Peran Strategis Multi-pihak
Untuk menjadikan PKMK sebagai bagian dari sistem JKN, diperlukan sinergi kebijakan dan partisipasi lintas sektor. Pemerintah dan BPJS Kesehatan perlu menyusun kebijakan integrasi pembiayaan PKMK kedalam manfaat JKN untuk kasus tertentu (prematur, stunting, alergi berat, gangguan metabolik), dan dimasukkan dalam formularium nasional.
Harus diakui dengan kondisi BPJS yang terus mengalami défisit, advokasi pembiayaan PKMK akan tidak mudah. Namun langkah cepat yang paling bisa dilakukan adalah dengan menyediakan subsidi silang dan mekanisme klaim berbasis kebutuhan klinis. Disinilah perlu peran strategis organisasi profesi dokter anak untuk tidak hanya menyusun tetapi juga mengeskalasi kekuatan pedoman klinis yang terstandarisasi dan mendukung peresepan PKMK hingga di tingkat kebijakan pembiayaan.
Industri juga harus dilibatkan karena harga produksi dan inovasi teknologi menjadi elemen kunci yang menyebabkan harga produk ini menjadi lebih mahal. Menekan harga PKMK melalui pengembangan produk lokal berkualitas menjadi solusi jangka menengah dan panjang. Sarihusada telah menginisiasi pendekatan ini dengan produksi lokal formula PKMK padat kalori dan tinggi protein.
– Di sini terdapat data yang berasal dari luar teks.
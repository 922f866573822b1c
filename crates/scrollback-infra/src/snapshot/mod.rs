//! Snapshot-backed rendering surface.
//!
//! Replays a recorded session from a JSON file so the retriever can run
//! without a live browser. Scrolling a chat's container reveals one older
//! page of history at a time, which gives the convergence scroller the same
//! grow-then-settle behavior it sees on a real surface.

pub mod format;
pub mod surface;

pub use format::{ChatSnapshot, SessionSnapshot};
pub use surface::{ChatSummary, SnapshotError, SnapshotSurface};
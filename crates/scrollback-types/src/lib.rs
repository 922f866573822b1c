//! Shared domain types for Scrollback.
//!
//! This crate contains the types used across the workspace: chat handles,
//! message shapes, search options, scroll measurements, configuration, and
//! their error types.
//!
//! Zero infrastructure dependencies -- only serde, uuid, chrono, thiserror.

pub mod chat;
pub mod config;
pub mod error;
pub mod message;
pub mod scroll;
pub mod search;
Namun untuk jangka pendek, kolaborasi dengan pemerintah dalam skema subsidi dan bulk procurement bisa menjadi opsi yang sangat realistis, mengingat hal ini juga sudah dilakukan di masa awal BPJS pada obat-obat di bidang onkologi. Akademisi dan peneliti juga perlu terus melakukan evaluasi cost-effectiveness dan efektivitas intervensi PKMK.
Pada intinya, kita tidak sedang membicarakan susu mahal. Kita sedang membicarakan hak hidup anak-anak yang sejak lahir telah harus bertahan dengan kondisi yang tak mereka pilih. Mereka tidak butuh belas kasihan, mereka butuh kebijakan yang berpihak. Jika kita serius ingin membangun generasi unggul, maka perhatian terhadap nutrisi sejak dini bukanlah pilihan, melainkan keharusan.
Tidak cukup hanya dengan slogan "anak adalah masa depan bangsa", jika kita membiarkan mereka bertumbuh tanpa akses pada makanan yang menyembuhkan. Ketika seorang anak lahir dengan tubuh yang rapuh karena malnutrisi kronis, ia membutuhkan nutrisi yang sesuai. Nutrisi itu tidak bisa diberikan oleh dapur rumah tangga biasa, tetapi oleh sains, teknologi, dan komitmen negara. Inilah saatnya kita mengubah paradigma. Nutrisi untuk stunting adalah terapi, dan PKMK adalah kebutuhan medis mendesak yang tak bisa ditawar-tawar. Dan negara wajib hadir dengan pembiayaan PKMK universal.